1) Is there a fresh, new sound out there that represents the 2010 Latin music generation? It seems to me that, although still popular, reggaetón is not as powerful as it was before and actually has morphed into a whole new, electronica-driven genre that doesn’t sound at all to its rootsy original formula. What do you think will be the next hot Latin sound?
I really don’t see a concrete “next” sound. I think bachata has gained new life thanks to Aventura, and although no other bachata act comes even close to their success, there is renewed interest in the genre. What I do see is a growing Latin urban movement that is very different from the mainstream in that it is really a blend of pop (I guess a la Rihanna or Jay-Z), danceable, that blends a little of tradition—salsa, merengue, bachata—with reggaeton, R&B and other urban sounds. I hear it in acts like Aventura (again), Wisin y Yandel, Don Omar, Chino y Nacho now … that kind of thing is relatively new and beginning to work in and out of the U.S.
2) In your opinion, as a seasoned and respected Latin music industry insider, what’s the state of the Latin music industry internationally and where is it headed? (Considering the dramatic 360 degree shift in music-making that happened during the last decade as a result of the Internet and social networking sites such as Myspace and Facebook, to cite a few.)

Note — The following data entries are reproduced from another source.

//! Conversion from Digitraffic DTOs to domain types.

use tracing::warn;

use crate::domain::{Coordinate, RowType, Station, StationCode, TimetableRow, TrainRun};

use super::types::{StationDto, TimeTableRowDto, TrainDto};

/// Error converting a feed record into a domain value.
#[derive(Debug, Clone, PartialEq, Eq, thiserror::Error)]
pub enum ConversionError {
    #[error("invalid station code {0:?}")]
    InvalidStation(String),

    #[error("unknown timetable row type {0:?}")]
    UnknownRowType(String),
}

pub fn convert_station(dto: &StationDto) -> Result<Station, ConversionError> {
    let short_code = StationCode::parse(&dto.short_code)
        .map_err(|_| ConversionError::InvalidStation(dto.short_code.clone()))?;

    let location = match dto.location.as_deref() {
        Some([longitude, latitude, ..]) => Some(Coordinate::new(*latitude, *longitude)),
        _ => None,
    };

    Ok(Station {
        name: dto.name.clone(),
        short_code,
        location,
    })
}

fn convert_row(dto: &TimeTableRowDto) -> Result<TimetableRow, ConversionError> {
    let row_type = match dto.row_type.as_str() {
        "ARRIVAL" => RowType::Arrival,
        "DEPARTURE" => RowType::Departure,
        other => return Err(ConversionError::UnknownRowType(other.to_string())),
    };

    let station = StationCode::parse(&dto.station.short_code)
        .map_err(|_| ConversionError::InvalidStation(dto.station.short_code.clone()))?;

    Ok(TimetableRow {
        station_short_code: station,
        row_type,
        scheduled_time: dto.scheduled_time,
        live_estimate_time: dto.live_estimate_time,
        actual_time: dto.actual_time,
        difference_in_minutes: dto.difference_in_minutes,
        commercial_track: dto.commercial_track.clone().unwrap_or_default(),
        cancelled: dto.cancelled,
        commercial_stop: dto.commercial_stop.unwrap_or(false),
        train_stopping: dto.train_stopping,
    })
}

pub fn convert_train(dto: &TrainDto) -> Result<TrainRun, ConversionError> {
    let rows = dto
        .time_table_rows
        .iter()
        .map(convert_row)
        .collect::<Result<Vec<_>, _>>()?;

    let (train_type, train_category) = match &dto.train_type {
        Some(t) => (
            t.name.clone(),
            t.train_category
                .as_ref()
                .map(|c| c.name.clone())
                .unwrap_or_default(),
        ),
        None => (String::new(), String::new()),
    };

    Ok(TrainRun {
        train_number: dto.train_number.to_string(),
        train_type,
        train_category,
        commuter_line_id: dto.commuter_lineid.clone().unwrap_or_default(),
        cancelled: dto.cancelled,
        time_table_rows: rows,
    })
}

/// Converts every train, skipping (and logging) ones the feed garbled.
///
/// A run with one bad row is dropped whole; a partial stopping pattern
/// would mislead the journey checks.
pub fn convert_trains(dtos: &[TrainDto]) -> Vec<TrainRun> {
    dtos.iter()
        .filter_map(|dto| match convert_train(dto) {
            Ok(run) => Some(run),
            Err(e) => {
                warn!(train = %dto.train_number, error = %e, "skipping malformed train");
                None
            }
        })
        .collect()
}

/// Converts stations, skipping codes that fail validation.
pub fn convert_stations(dtos: &[StationDto]) -> Vec<Station> {
    dtos.iter()
        .filter_map(|dto| match convert_station(dto) {
            Ok(station) => Some(station),
            Err(e) => {
                warn!(station = %dto.name, error = %e, "skipping malformed station");
                None
            }
        })
        .collect()
}

#[cfg(test)]
mod tests {
    use super::*;
    use crate::digitraffic::types::{NamedDto, StationRefDto, TrainNumber, TrainTypeDto};
    use chrono::{TimeZone, Utc};

    fn row(code: &str, row_type: &str) -> TimeTableRowDto {
        TimeTableRowDto {
            row_type: row_type.to_string(),
            scheduled_time: Utc.with_ymd_and_hms(2024, 3, 15, 8, 0, 0).unwrap(),
            live_estimate_time: None,
            actual_time: None,
            difference_in_minutes: None,
            commercial_track: Some("3".into()),
            cancelled: false,
            commercial_stop: Some(true),
            train_stopping: true,
            station: StationRefDto {
                short_code: code.to_string(),
            },
        }
    }

    fn train(rows: Vec<TimeTableRowDto>) -> TrainDto {
        TrainDto {
            train_number: TrainNumber::Number(8765),
            commuter_lineid: Some("I".into()),
            cancelled: false,
            train_type: Some(TrainTypeDto {
                name: "HL".into(),
                train_category: Some(NamedDto {
                    name: "Commuter".into(),
                }),
            }),
            time_table_rows: rows,
        }
    }

    #[test]
    fn converts_train() {
        let rows = vec![row("HKI", "DEPARTURE"), row("PSL", "ARRIVAL")];
        let run = convert_train(&train(rows)).unwrap();
        assert_eq!(run.train_number, "8765");
        assert_eq!(run.train_type, "HL");
        assert!(run.is_commuter());
        assert_eq!(run.commuter_line_id, "I");
        assert_eq!(run.time_table_rows.len(), 2);
        assert_eq!(run.time_table_rows[0].row_type, RowType::Departure);
        assert_eq!(run.time_table_rows[1].station_short_code, *"PSL");
        assert_eq!(run.time_table_rows[1].commercial_track, "3");
    }

    #[test]
    fn missing_track_and_line_become_empty() {
        let mut r = row("HKI", "DEPARTURE");
        r.commercial_track = None;
        let mut dto = train(vec![r]);
        dto.commuter_lineid = None;
        dto.train_type = None;

        let run = convert_train(&dto).unwrap();
        assert_eq!(run.time_table_rows[0].commercial_track, "");
        assert_eq!(run.commuter_line_id, "");
        assert!(!run.is_commuter());
    }

    #[test]
    fn unknown_row_type_is_rejected() {
        let err = convert_train(&train(vec![row("HKI", "PASS")])).unwrap_err();
        assert_eq!(err, ConversionError::UnknownRowType("PASS".into()));
    }

    #[test]
    fn convert_trains_skips_bad_runs() {
        let good = train(vec![row("HKI", "DEPARTURE")]);
        let bad = train(vec![row("hki", "DEPARTURE")]);
        let runs = convert_trains(&[good, bad]);
        assert_eq!(runs.len(), 1);
    }

    #[test]
    fn station_location_is_lon_lat() {
        let dto = StationDto {
            name: "Pasila asema".into(),
            short_code: "PSL".into(),
            location: Some(vec![24.933, 60.199]),
        };
        let station = convert_station(&dto).unwrap();
        let location = station.location.unwrap();
        assert_eq!(location.latitude, 60.199);
        assert_eq!(location.longitude, 24.933);
    }

    #[test]
    fn station_without_location() {
        let dto = StationDto {
            name: "Kerava asema".into(),
            short_code: "KE".into(),
            location: Some(vec![]),
        };
        assert!(convert_station(&dto).unwrap().location.is_none());
    }

    #[test]
    fn convert_stations_skips_invalid_codes() {
        let dtos = vec![
            StationDto {
                name: "Helsinki asema".into(),
                short_code: "HKI".into(),
                location: None,
            },
            StationDto {
                name: "Broken".into(),
                short_code: "x1".into(),
                location: None,
            },
        ];
        let stations = convert_stations(&dtos);
        assert_eq!(stations.len(), 1);
        assert_eq!(stations[0].short_code, *"HKI");
    }
}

Well, on the one hand you don’t have that “crossover” boom that seemed to put Latin music on the world map 10 years ago. What we see now is perhaps a more organic acceptance of Latin music. Of course, there are acts like Shakira, who by now I consider completely mainstream, and then there are acts like Juanes, who are intrinsically Latin but well known outside his core audience. But these big crossover acts, with this big machinery behind them, I don’t see that happening anymore. Overall, Latin music has suffered greatly in this crisis, in part because our digital market has yet to catch up to the mainstream and because piracy is so rampant in Latin America. But at the same time I think audiences in general are more open to new sounds.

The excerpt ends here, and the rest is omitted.